In April 2008, CTC Media acquired DTV channel (currently – Che) from the Group’s shareholder Modern Times Group.

In 2006, CTC Media acquired TV company Orion in Samara, Russia, and went on to acquire RIO in the same region in May 2011.

== Shareholders ==
CTC Media went public on June 1, 2006, at $14 per share and was listed on NASDAQ under the symbol "CTCM". Owners of the Group offered 16.38% with the total IPO value of $345.9 million. As of February 26, 2009, CTC Media market capitalization amounted to $504 million.

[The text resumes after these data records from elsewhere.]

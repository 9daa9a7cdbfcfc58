use rand::rngs::StdRng;
use rand::SeedableRng;

use sbp::search::{bfs, dfs, ids};
use sbp::{
    random_walk, solve, Direction, Goal, Move, Outcome, PuzzleError, SearchConfig, SearchLimits,
    State, Strategy,
};

const SMALL: &str = include_str!("../puzzles/small.txt");
const KLOTSKI: &str = include_str!("../puzzles/klotski.txt");
const SENTINEL: &str = include_str!("../puzzles/sentinel.txt");

fn state(text: &str) -> State {
    text.parse().unwrap()
}

// Every movable id covers exactly its bounding rectangle.
fn is_well_formed(s: &State) -> bool {
    s.labels().into_iter().filter(|&id| id >= 2).all(|id| {
        let Some(rect) = s.locate(id) else {
            return false;
        };
        let count = s.grid().iter().filter(|&&c| c == id).count();
        count == rect.width * rect.height
            && (rect.row..rect.row + rect.height)
                .all(|y| (rect.col..rect.col + rect.width).all(|x| s.get(y, x) == Some(id)))
    })
}

#[test]
fn single_piece_moves_everywhere() {
    let mut s = state("3,3,\n0,0,0,\n0,2,0,\n0,0,0,");
    assert_eq!(
        s.possible_moves(),
        vec![
            Move::new(Direction::Up, 2),
            Move::new(Direction::Down, 2),
            Move::new(Direction::Left, 2),
            Move::new(Direction::Right, 2),
        ]
    );
    s.apply_move(Move::new(Direction::Up, 2)).unwrap();
    assert_eq!(s.grid(), &[0, 2, 0, 0, 0, 0, 0, 0, 0]);
    // No -1 anywhere, so the board counts as complete under the sentinel rule.
    assert!(s.is_complete());
}

#[test]
fn empty_board_is_complete_with_no_moves() {
    let s = state("2,1,\n0,0,");
    assert!(s.is_complete());
    assert!(s.possible_moves().is_empty());
}

#[test]
fn fixtures_are_well_formed() {
    for text in [SMALL, KLOTSKI, SENTINEL] {
        assert!(is_well_formed(&state(text)));
    }
    assert!(!is_well_formed(&state("3,1,\n4,0,4,")));
}

#[test]
fn missing_piece_is_an_error_not_an_abort() {
    let s = state(SENTINEL);
    match s.moves_for(99) {
        Err(PuzzleError::PieceNotFound(99)) => {}
        other => panic!("expected PieceNotFound, got {other:?}"),
    }
    let err = s.apply_move_cloning(Move::new(Direction::Down, 99)).unwrap_err();
    assert_eq!(err.to_string(), "the piece '99' does not exist");
}

#[test]
fn loads_fixture_from_file() {
    let path = concat!(env!("CARGO_MANIFEST_DIR"), "/puzzles/klotski.txt");
    let s = State::from_file(path).unwrap();
    assert_eq!((s.width(), s.height()), (4, 5));
    assert_eq!(s, state(KLOTSKI));
    assert!(matches!(
        State::from_file("no/such/puzzle.txt"),
        Err(PuzzleError::Io(_))
    ));
}

#[test]
fn bfs_is_optimal_on_small_fixture() {
    let start = state(SMALL);
    let goal = Goal::Target { row: 2, col: 1 };

    let report = bfs(&start, &goal, SearchLimits::default()).unwrap();
    let solution = report.solution().unwrap();
    assert_eq!(solution.moves.len(), 6);
    assert_eq!(solution.replay(&start).unwrap(), solution.state);

    let shorter = SearchLimits {
        max_nodes: None,
        max_depth: Some(5),
    };
    assert_eq!(bfs(&start, &goal, shorter).unwrap().outcome, Outcome::Truncated);
    assert_eq!(ids(&start, &goal, shorter).unwrap().outcome, Outcome::Truncated);

    let deepening = ids(&start, &goal, SearchLimits::default()).unwrap();
    assert_eq!(deepening.solution().unwrap().moves.len(), 6);

    let depth_first = dfs(&start, &goal, SearchLimits::default()).unwrap();
    let path = &depth_first.solution().unwrap().moves;
    assert!(path.len() >= 6);
}

#[test]
fn klotski_is_solved_breadth_first() {
    let start = state(KLOTSKI);
    let config = SearchConfig {
        strategy: Strategy::BreadthFirst,
        limits: SearchLimits::default(),
        goal: Goal::Target { row: 3, col: 1 },
    };
    let report = solve(&start, &config).unwrap();
    let solution = report.solution().unwrap();
    assert_eq!(solution.moves.len(), 116);
    assert_eq!(solution.replay(&start).unwrap(), solution.state);
    assert_eq!(solution.state.get(4, 1), Some(2));
    assert_eq!(solution.state.get(4, 2), Some(2));
}

#[test]
fn sentinel_fixture_never_completes() {
    let start = state(SENTINEL);
    let report = bfs(&start, &Goal::Sentinel, SearchLimits::default()).unwrap();
    assert_eq!(report.outcome, Outcome::Exhausted);
    assert!(report.stats.expanded > 1);
}

#[test]
fn walked_board_solves_back_within_walk_length() {
    let start = state(SENTINEL);
    let home = start.locate(2).unwrap();
    let goal = Goal::Target {
        row: home.row,
        col: home.col,
    };

    let mut walked = start.clone();
    let mut rng = StdRng::seed_from_u64(2024);
    let mut sink = Vec::new();
    let walk = random_walk(&mut walked, 40, &Goal::Sentinel, &mut rng, &mut sink).unwrap();
    assert!(!walk.completed);
    assert!(is_well_formed(&walked));

    let report = bfs(&walked, &goal, SearchLimits::default()).unwrap();
    let solution = report.solution().unwrap();
    assert!(solution.moves.len() <= walk.steps);
}
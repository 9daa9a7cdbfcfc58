use std::fmt;
use std::fs;
use std::path::Path;
use std::str::FromStr;

use rustc_hash::FxHashSet;

use crate::error::PuzzleError;
use crate::key::CanonicalKey;
use crate::moves::{Direction, Move};

/// Raw grid label.
pub type Cell = i32;
/// Label of a movable piece (`>= 2`).
pub type PieceId = Cell;

pub const EMPTY: Cell = 0;
pub const WALL: Cell = 1;
/// Never renumbered by [`State::normalize`].
pub const GOAL_PIECE: PieceId = 2;
/// A state holding this value anywhere is not complete.
pub const SENTINEL: Cell = -1;

/// Bounding rectangle of a piece, in grid coordinates.
#[derive(Debug, Clone, Copy, PartialEq, Eq)]
pub struct Rect {
    pub row: usize,
    pub col: usize,
    pub width: usize,
    pub height: usize,
}

/// A board configuration: one contiguous row-major grid of labels.
///
/// Pieces are not stored separately. A piece is every cell carrying the same
/// id `>= 2`, and is assumed (not checked) to form a single rectangle.
#[derive(Debug, Clone, PartialEq, Eq, Hash)]
pub struct State {
    width: usize,
    height: usize,
    cells: Vec<Cell>,
}

impl State {
    pub fn new(width: usize, height: usize, cells: Vec<Cell>) -> Result<Self, PuzzleError> {
        if width == 0 || height == 0 {
            return Err(PuzzleError::malformed(
                1,
                format!("grid must not be empty, got {width}x{height}"),
            ));
        }
        let expected = cell_count(width, height)?;
        if cells.len() != expected {
            return Err(PuzzleError::malformed(
                1,
                format!(
                    "expected {expected} cells for a {width}x{height} grid, got {}",
                    cells.len()
                ),
            ));
        }
        Ok(Self {
            width,
            height,
            cells,
        })
    }

    pub fn from_rows(rows: Vec<Vec<Cell>>) -> Result<Self, PuzzleError> {
        let height = rows.len();
        let width = rows.first().map_or(0, Vec::len);
        let mut cells = Vec::with_capacity(cell_count(width, height)?);
        for (y, row) in rows.into_iter().enumerate() {
            if row.len() != width {
                return Err(PuzzleError::malformed(
                    y + 2,
                    format!("expected {width} values, found {}", row.len()),
                ));
            }
            cells.extend(row);
        }
        Self::new(width, height, cells)
    }

    /// Load a state from a `w,h,` grid file.
    pub fn from_file(path: impl AsRef<Path>) -> Result<Self, PuzzleError> {
        fs::read_to_string(path)?.parse()
    }

    pub fn width(&self) -> usize {
        self.width
    }

    pub fn height(&self) -> usize {
        self.height
    }

    /// Row-major view of the backing grid.
    pub fn grid(&self) -> &[Cell] {
        &self.cells
    }

    pub fn rows(&self) -> impl Iterator<Item = &[Cell]> + '_ {
        self.cells.chunks(self.width)
    }

    pub fn get(&self, row: usize, col: usize) -> Option<Cell> {
        if row < self.height && col < self.width {
            Some(self.cells[row * self.width + col])
        } else {
            None
        }
    }

    fn cell(&self, row: usize, col: usize) -> Cell {
        self.cells[row * self.width + col]
    }

    fn set(&mut self, row: usize, col: usize, value: Cell) {
        self.cells[row * self.width + col] = value;
    }

    /// Distinct labels in row-major first-appearance order.
    pub fn labels(&self) -> Vec<Cell> {
        let mut seen = FxHashSet::default();
        self.cells
            .iter()
            .copied()
            .filter(|&id| seen.insert(id))
            .collect()
    }

    /// Bounding rectangle of `piece`, measured from its top-left cell.
    pub fn locate(&self, piece: PieceId) -> Option<Rect> {
        let start = self.cells.iter().position(|&c| c == piece)?;
        let (row, col) = (start / self.width, start % self.width);

        let height = (row..self.height)
            .take_while(|&y| self.cell(y, col) == piece)
            .count();
        let width = (col..self.width)
            .take_while(|&x| self.cell(row, x) == piece)
            .count();

        Some(Rect {
            row,
            col,
            width,
            height,
        })
    }

    // A piece may shift when it is not on that edge and every cell it
    // would enter is empty.
    fn can_shift(&self, rect: Rect, direction: Direction) -> bool {
        let Rect {
            row,
            col,
            width,
            height,
        } = rect;
        match direction {
            Direction::Up => row > 0 && (col..col + width).all(|x| self.cell(row - 1, x) == EMPTY),
            Direction::Down => {
                row + height < self.height
                    && (col..col + width).all(|x| self.cell(row + height, x) == EMPTY)
            }
            Direction::Left => {
                col > 0 && (row..row + height).all(|y| self.cell(y, col - 1) == EMPTY)
            }
            Direction::Right => {
                col + width < self.width
                    && (row..row + height).all(|y| self.cell(y, col + width) == EMPTY)
            }
        }
    }

    fn moves_in(&self, piece: PieceId, rect: Rect) -> impl Iterator<Item = Move> + '_ {
        Direction::ALL
            .into_iter()
            .filter(move |&dir| self.can_shift(rect, dir))
            .map(move |dir| Move::new(dir, piece))
    }

    /// Legal moves of a single piece, in `UP, DOWN, LEFT, RIGHT` order.
    ///
    /// Empty cells and walls never move. Any other id that does not occur in
    /// the grid is reported as [`PuzzleError::PieceNotFound`].
    pub fn moves_for(&self, piece: PieceId) -> Result<Vec<Move>, PuzzleError> {
        if piece < GOAL_PIECE {
            return Ok(Vec::new());
        }
        let rect = self
            .locate(piece)
            .ok_or(PuzzleError::PieceNotFound(piece))?;
        Ok(self.moves_in(piece, rect).collect())
    }

    /// Legal moves of every piece, pieces taken in first-appearance order.
    pub fn possible_moves(&self) -> Vec<Move> {
        let mut moves = Vec::new();
        for piece in self.labels() {
            if piece < GOAL_PIECE {
                continue;
            }
            if let Some(rect) = self.locate(piece) {
                moves.extend(self.moves_in(piece, rect));
            }
        }
        moves
    }

    /// Shift the piece one cell in place. Vacated cells become empty.
    pub fn apply_move(&mut self, mv: Move) -> Result<(), PuzzleError> {
        let piece = mv.piece();
        if piece < GOAL_PIECE {
            return Err(PuzzleError::IllegalMove(mv));
        }
        let rect = self
            .locate(piece)
            .ok_or(PuzzleError::PieceNotFound(piece))?;
        if !self.can_shift(rect, mv.direction()) {
            return Err(PuzzleError::IllegalMove(mv));
        }
        self.shift(piece, rect, mv.direction());
        Ok(())
    }

    fn shift(&mut self, piece: PieceId, rect: Rect, direction: Direction) {
        let Rect {
            row,
            col,
            width,
            height,
        } = rect;
        match direction {
            Direction::Up => {
                for x in col..col + width {
                    self.set(row - 1, x, piece);
                    self.set(row + height - 1, x, EMPTY);
                }
            }
            Direction::Down => {
                for x in col..col + width {
                    self.set(row + height, x, piece);
                    self.set(row, x, EMPTY);
                }
            }
            Direction::Left => {
                for y in row..row + height {
                    self.set(y, col - 1, piece);
                    self.set(y, col + width - 1, EMPTY);
                }
            }
            Direction::Right => {
                for y in row..row + height {
                    self.set(y, col + width, piece);
                    self.set(y, col, EMPTY);
                }
            }
        }
    }

    /// Apply `mv` to a copy, leaving `self` untouched.
    pub fn apply_move_cloning(&self, mv: Move) -> Result<State, PuzzleError> {
        let mut next = self.clone();
        next.apply_move(mv)?;
        Ok(next)
    }

    pub fn is_complete(&self) -> bool {
        !self.cells.contains(&SENTINEL)
    }

    /// Renumber pieces `>= 3` in row-major first-appearance order.
    pub fn normalize(&mut self) {
        let mut next = GOAL_PIECE + 1;
        for i in 0..self.cells.len() {
            let id = self.cells[i];
            if id == next {
                next += 1;
            } else if id > next {
                self.swap_ids(next, id);
                next += 1;
            }
        }
    }

    fn swap_ids(&mut self, a: PieceId, b: PieceId) {
        for cell in self.cells.iter_mut() {
            if *cell == a {
                *cell = b;
            } else if *cell == b {
                *cell = a;
            }
        }
    }

    pub fn canonical_key(&self) -> CanonicalKey {
        CanonicalKey::of(self)
    }
}

fn parse_values(line: usize, text: &str) -> Result<Vec<Cell>, PuzzleError> {
    text.split(',')
        .map(str::trim)
        .filter(|token| !token.is_empty())
        .map(|token| {
            token
                .parse::<Cell>()
                .map_err(|e| PuzzleError::malformed(line, format!("invalid value '{token}': {e}")))
        })
        .collect()
}

fn cell_count(width: usize, height: usize) -> Result<usize, PuzzleError> {
    width.checked_mul(height).ok_or_else(|| {
        PuzzleError::malformed(1, format!("a {width}x{height} grid is too large"))
    })
}

fn parse_dimension(line: usize, value: Cell, what: &str) -> Result<usize, PuzzleError> {
    match usize::try_from(value) {
        Ok(n) if n > 0 => Ok(n),
        _ => Err(PuzzleError::malformed(
            line,
            format!("{what} must be positive, got {value}"),
        )),
    }
}

impl FromStr for State {
    type Err = PuzzleError;

    fn from_str(s: &str) -> Result<Self, Self::Err> {
        let mut lines = s.lines().enumerate().map(|(i, line)| (i + 1, line.trim()));

        let (_, header) = lines
            .next()
            .ok_or_else(|| PuzzleError::malformed(1, "missing dimensions line"))?;
        let dims = parse_values(1, header)?;
        let (width, height) = match dims[..] {
            [w, h] => (
                parse_dimension(1, w, "width")?,
                parse_dimension(1, h, "height")?,
            ),
            _ => {
                return Err(PuzzleError::malformed(
                    1,
                    format!("expected 'width,height,', found {} values", dims.len()),
                ))
            }
        };

        cell_count(width, height)?;
        // Allocation follows the rows actually read.
        let mut cells = Vec::new();
        for y in 0..height {
            let (line_no, line) = lines.next().ok_or_else(|| {
                PuzzleError::malformed(y + 2, format!("expected {height} rows, found {y}"))
            })?;
            let values = parse_values(line_no, line)?;
            if values.len() != width {
                return Err(PuzzleError::malformed(
                    line_no,
                    format!("expected {width} values, found {}", values.len()),
                ));
            }
            cells.reserve(width);
            cells.extend(values);
        }

        if let Some((line_no, _)) = lines.find(|(_, line)| !line.is_empty()) {
            return Err(PuzzleError::malformed(
                line_no,
                format!("unexpected row after {height} rows"),
            ));
        }

        Ok(Self {
            width,
            height,
            cells,
        })
    }
}

impl fmt::Display for State {
    fn fmt(&self, f: &mut fmt::Formatter<'_>) -> fmt::Result {
        write!(f, "{},{},", self.width, self.height)?;
        for row in self.rows() {
            writeln!(f)?;
            for value in row {
                write!(f, "{},", value)?;
            }
        }
        Ok(())
    }
}
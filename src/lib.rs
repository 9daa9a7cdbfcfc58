//! Sliding-block puzzle model and solver.
//!
//! A [`State`] is a grid of piece ids (`0` empty, `1` wall, `>= 2` movable).
//! [`search`] explores reachable states with breadth-first, depth-first or
//! iterative-deepening search, deduplicating by [`CanonicalKey`].

pub mod error;
pub mod goal;
pub mod key;
pub mod moves;
pub mod render;
pub mod search;
pub mod state;
pub mod walk;

pub use error::PuzzleError;
pub use goal::Goal;
pub use key::CanonicalKey;
pub use moves::{Direction, Move};
pub use search::{solve, Outcome, Report, SearchConfig, SearchLimits, Solution, Strategy};
pub use state::{Cell, PieceId, State};
pub use walk::{random_walk, WalkReport};
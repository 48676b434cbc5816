// crates/trellis-layout/src/filter.rs
//! Child selection shared by every layout. All helpers skip children that are
//! excluded from layout and keep insertion order.

use trellis_core::{LayoutTree, Node, NodeId};

use crate::axis::LayoutAxis;

fn filtered_children<F>(tree: &LayoutTree, id: NodeId, predicate: F) -> Vec<NodeId>
where
    F: Fn(&Node) -> bool,
{
    tree.children(id)
        .iter()
        .copied()
        .filter(|child| {
            tree.get(*child)
                .map_or(false, |node| !node.exclude_from_layout && predicate(node))
        })
        .collect()
}

pub fn layoutable_children(tree: &LayoutTree, id: NodeId) -> Vec<NodeId> {
    filtered_children(tree, id, |_| true)
}

pub fn flexible_children<A: LayoutAxis>(tree: &LayoutTree, id: NodeId) -> Vec<NodeId> {
    filtered_children(tree, id, A::is_flexible)
}

/// Children flexible on neither axis.
pub fn static_children(tree: &LayoutTree, id: NodeId) -> Vec<NodeId> {
    filtered_children(tree, id, |node| !node.is_flexible())
}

The company's common stock ceased to trade on the NASDAQ Global Select Market in May 2016.

== CEOs ==
- Peter Gerwe (1989–2004)
- Alexander Rodnyansky (2004–2008)
- Anton Kudryashov (2008–2011)
- Boris Podolskiy (2011–2013)
- Yuliana Slashcheva (2013–2016)
- Viacheslav Murugov (2016–present)

== Businesses ==

СTC Media incorporates five nationwide free-to-air television channels in Russia (CTC, Domashny, Che, CTC Love, Kazakhstan (Channel 31) with a combined potential audience of over 150 million people. CTC-International is available in Israel, Germany, Latvia, Lithuania, Estonia, the US, Canada and Australia. International versions of Domashniy and Peretz are available in the CIS countries, and Europe, Georgia, Mongolia, in the US and Australia. International version of Peretz channel is also available in the Baltic states and in Cyprus. The Group incorporates EvereST-S advertising sales agency, Social TV Network VideoMore.Ru, and CTC.ru, Domashniy.ru, Chetv.ru, CTCLove.ru portals as well as Caramba TV.